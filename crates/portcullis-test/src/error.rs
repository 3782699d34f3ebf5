//! Test error types.

use thiserror::Error;

/// Errors raised while building, sending or reading a test request.
#[derive(Debug, Error)]
pub enum TestError {
    /// The request could not be assembled.
    #[error("request build error: {0}")]
    RequestBuild(String),

    /// A header name or value was rejected.
    #[error("invalid header: {0}")]
    InvalidHeader(String),

    /// The response body could not be read.
    #[error("body read error: {0}")]
    BodyRead(String),

    /// JSON encoding or decoding failed.
    #[error("JSON error: {0}")]
    Json(#[from] serde_json::Error),

    /// The router's worker did not return.
    #[error("processing error: {0}")]
    Processing(String),

    /// The route table did not compile.
    #[error(transparent)]
    Compile(#[from] portcullis::router::CompileError),
}

#[cfg(test)]
mod tests {
    use super::*;

    #[test]
    fn test_display() {
        assert_eq!(
            TestError::InvalidHeader("bad name".to_string()).to_string(),
            "invalid header: bad name"
        );
        let json = serde_json::from_str::<serde_json::Value>("{").unwrap_err();
        assert!(TestError::from(json).to_string().starts_with("JSON error:"));
    }
}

> **Task details**: For each line of the material that includes the word "TestError", make a copy.

> **Your solution**:
pub enum TestError {
            TestError::InvalidHeader("bad name".to_string()).to_string(),
        assert!(TestError::from(json).to_string().starts_with("JSON error:"));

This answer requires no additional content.